(Collected data entries)
//! # Beam Analysis CLI
//!
//! Terminal front end for `beam_core`.
//!
//! ```text
//! beam_cli <input.json> [report.txt]   analyse a JSON input document
//! beam_cli                             enter the beam interactively
//! ```
//!
//! Prints the shear, moment and deflection at every station, writes the
//! design-input report (default `beam_design_input.txt`) and, on failure,
//! prints the structured error as JSON. Set `RUST_LOG=debug` to see the
//! reactions and integration constants as they are derived.

use std::io::{self, BufRead, Write};
use std::path::{Path, PathBuf};

use beam_core::calculations::{calculate, BeamInput, BeamResult};
use beam_core::errors::{CalcError, CalcResult};
use beam_core::file_io::{load_input, write_design_report, DEFAULT_REPORT_NAME};
use beam_core::loads::{DistributedLoad, Load, LoadSet, PointLoad, VaryingLoad};
use beam_core::materials::MaterialConfig;
use beam_core::section::RectangularSection;
use beam_core::settings::AnalysisSettings;
use beam_core::units::{KiloNewtons, Meters, Millimeters, Newtons};

fn main() {
    env_logger::init();

    let args: Vec<String> = std::env::args().skip(1).collect();
    let report_path = args
        .get(1)
        .map(PathBuf::from)
        .unwrap_or_else(|| PathBuf::from(DEFAULT_REPORT_NAME));

    let input = match args.first() {
        Some(path) => load_input(Path::new(path)),
        None => Ok(prompt_input()),
    };

    if let Err(e) = input.and_then(|input| run(&input, &report_path)) {
        eprintln!("Error: {}", e);
        if let Ok(json) = serde_json::to_string_pretty(&e) {
            eprintln!();
            eprintln!("Error JSON:");
            eprintln!("{}", json);
        }
        std::process::exit(1);
    }
}

fn run(input: &BeamInput, report_path: &Path) -> CalcResult<()> {
    log::debug!("analysing '{}' with {} loads", input.label, input.loads.len());
    let result = calculate(input)?;
    print_loads(&input.loads);
    print_result(&result);
    write_design_report(&result, report_path)?;
    println!();
    println!("Results saved to {}", report_path.display());
    Ok(())
}

fn print_loads(loads: &LoadSet) {
    println!();
    let total = KiloNewtons::from(Newtons(loads.total_resultant()));
    println!("Loads ({}, total {:.3} kN):", loads.len(), total.value());
    for p in loads.point_loads() {
        println!(
            "  Point  {:>10.3} kN at {:.3} m",
            KiloNewtons::from(Newtons(p.magnitude_n)).value(),
            p.position_m
        );
    }
    for d in loads.distributed_loads() {
        println!(
            "  UDL    {:>10.3} kN/m over {:.3}-{:.3} m",
            KiloNewtons::from(Newtons(d.intensity_n_per_m)).value(),
            d.start_m,
            d.end_m
        );
    }
    for v in loads.varying_loads() {
        println!(
            "  UVL    {:>10.3} kN/m peak at {:.3} m, zero at {:.3} m",
            KiloNewtons::from(Newtons(v.peak_intensity_n_per_m)).value(),
            v.peak_m,
            v.zero_m
        );
    }
}

fn print_result(result: &BeamResult) {
    println!();
    println!("═══════════════════════════════════════════════════════════════");
    println!("  BEAM ANALYSIS RESULTS {}", result.label);
    println!("═══════════════════════════════════════════════════════════════");
    println!();
    println!("Reactions:");
    println!("  R_left  = {:.3} N", result.reactions.left_n);
    println!("  R_right = {:.3} N", result.reactions.right_n);
    println!();
    println!("{:>10} {:>16} {:>18} {:>16}", "x (m)", "V (N)", "M (Nm)", "v (m)");
    for s in &result.samples {
        println!(
            "{:>10.3} {:>16.4} {:>18.4} {:>16.6e}",
            s.x_m, s.shear_n, s.moment_nm, s.deflection_m
        );
    }
    println!();
    println!("Demand:");
    println!("  V_max = {:.3} N", result.max_shear_n);
    println!("  M_max = {:.3} Nm", result.max_moment_nm);
    let deflection = result.extremes.deflection_m;
    println!(
        "  v_max = {:.3} mm at x = {:.3} m",
        Millimeters::from(Meters(deflection.value)).value(),
        deflection.x_m
    );
    println!();
    println!("Capacity Checks:");
    println!(
        "  Bending: {:.2} (M_d = {:.1} Nm) {}",
        result.bending_unity,
        result.design_strength.moment_nm,
        status_icon(result.bending_unity <= 1.0)
    );
    println!(
        "  Shear:   {:.2} (V_d = {:.1} N) {}",
        result.shear_unity,
        result.design_strength.shear_n,
        status_icon(result.shear_unity <= 1.0)
    );
    println!();
    println!(
        "  RESULT: {} (governs: {})",
        if result.passes() { "PASS" } else { "FAIL" },
        result.governing_condition()
    );
}

fn status_icon(pass: bool) -> &'static str {
    if pass { "[OK]" } else { "[FAIL]" }
}

// ============================================================================
// Interactive entry
// ============================================================================

/// Line-oriented prompts over any buffered reader.
struct Prompter<R: BufRead> {
    input: R,
}

impl<R: BufRead> Prompter<R> {
    fn new(input: R) -> Self {
        Prompter { input }
    }

    /// Read one trimmed line; `None` on EOF or read error.
    fn line(&mut self, prompt: &str) -> Option<String> {
        print!("{}", prompt);
        io::stdout().flush().ok()?;

        let mut line = String::new();
        match self.input.read_line(&mut line) {
            Ok(0) | Err(_) => None,
            Ok(_) => Some(line.trim().to_string()),
        }
    }

    /// Number with a default shown in the prompt; blank input or EOF takes the default.
    fn f64_or(&mut self, prompt: &str, default: f64) -> f64 {
        loop {
            match self.line(prompt) {
                Some(s) if !s.is_empty() => match s.parse() {
                    Ok(value) => return value,
                    Err(_) => println!("Not a number: '{}'. Please try again.", s),
                },
                _ => return default,
            }
        }
    }

    /// Number with no default; re-prompts until one parses. `None` on EOF.
    fn required_f64(&mut self, prompt: &str) -> Option<f64> {
        loop {
            let s = self.line(prompt)?;
            match s.parse() {
                Ok(value) => return Some(value),
                Err(_) => println!("Not a number: '{}'. Please try again.", s),
            }
        }
    }
}

fn prompt_input() -> BeamInput {
    let mut prompter = Prompter::new(io::stdin().lock());
    read_input(&mut prompter)
}

fn read_input<R: BufRead>(prompter: &mut Prompter<R>) -> BeamInput {
    println!("Beam Analysis - Simply-Supported Span");
    println!("=====================================");
    println!();

    let span_m = prompter.f64_or("Enter the total length of the beam (m) [6.0]: ", 6.0);
    let width_m = prompter.f64_or("Enter the width of the beam (m) [0.15]: ", 0.15);
    let depth_m = prompter.f64_or("Enter the depth of the beam (m) [0.30]: ", 0.30);
    let web_m = prompter.f64_or("Enter the thickness of the web (m) [0.01]: ", 0.01);

    BeamInput {
        label: "CLI".to_string(),
        span_m,
        section: RectangularSection::new(width_m, depth_m, web_m),
        material: MaterialConfig::structural_steel(),
        loads: read_loads(prompter, span_m),
        settings: AnalysisSettings::default(),
    }
}

fn read_loads<R: BufRead>(prompter: &mut Prompter<R>, span_m: f64) -> LoadSet {
    let mut loads = LoadSet::new();

    loop {
        println!();
        println!("Select the load case:");
        println!("1. Add Uniformly Distributed Load (UDL)");
        println!("2. Add Point Load");
        println!("3. Add Uniformly Varying Load (UVL)");
        println!("4. Done with Loadings");

        let Some(choice) =
            prompter.line("Enter the load case number (1-3 for load types, 4 to finish): ")
        else {
            break;
        };

        let load = match choice.as_str() {
            "1" => read_udl(prompter),
            "2" => read_point_load(prompter),
            "3" => read_uvl(prompter),
            "4" => {
                println!("Load entry complete.");
                break;
            }
            _ => {
                println!("Invalid input. Please enter a valid load case number.");
                continue;
            }
        };
        // EOF part-way through a record drops it
        let Some(load) = load else {
            break;
        };

        match accept_load(&loads, load, span_m) {
            Ok(()) => loads.add_load(load),
            Err(e) => println!("Rejected: {}", e),
        }
    }

    loads
}

fn read_udl<R: BufRead>(prompter: &mut Prompter<R>) -> Option<Load> {
    let intensity = prompter.required_f64("Enter UDL intensity (N/m): ")?;
    let start = prompter.required_f64("Enter start position of UDL (m): ")?;
    let end = prompter.required_f64("Enter end position of UDL (m): ")?;
    Some(DistributedLoad::new(intensity, start, end).into())
}

fn read_point_load<R: BufRead>(prompter: &mut Prompter<R>) -> Option<Load> {
    let magnitude = prompter.required_f64("Enter point load value (N): ")?;
    let position =
        prompter.required_f64("Enter position of point load from left support (m): ")?;
    Some(PointLoad::new(magnitude, position).into())
}

fn read_uvl<R: BufRead>(prompter: &mut Prompter<R>) -> Option<Load> {
    let peak = prompter.required_f64("Enter maximum intensity of UVL (N/m): ")?;
    let peak_m = prompter.required_f64("Position of maximum intensity (m): ")?;
    let zero_m = prompter.required_f64("Position of minimum intensity (0) (m): ")?;
    Some(VaryingLoad::new(peak, peak_m, zero_m).into())
}

/// Validate a single record before it joins the set.
fn accept_load(loads: &LoadSet, load: Load, span_m: f64) -> Result<(), CalcError> {
    if !span_m.is_finite() || span_m <= 0.0 {
        // the span itself is reported by `calculate`; keep the record
        return Ok(());
    }
    load.validate(loads.len(), span_m)
}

* TO DO: Every line in the data that holds the string "Please" should be copied.

* ANSWER TO THIS TASK:
                    Err(_) => println!("Not a number: '{}'. Please try again.", s),
                Err(_) => println!("Not a number: '{}'. Please try again.", s),
                println!("Invalid input. Please enter a valid load case number.");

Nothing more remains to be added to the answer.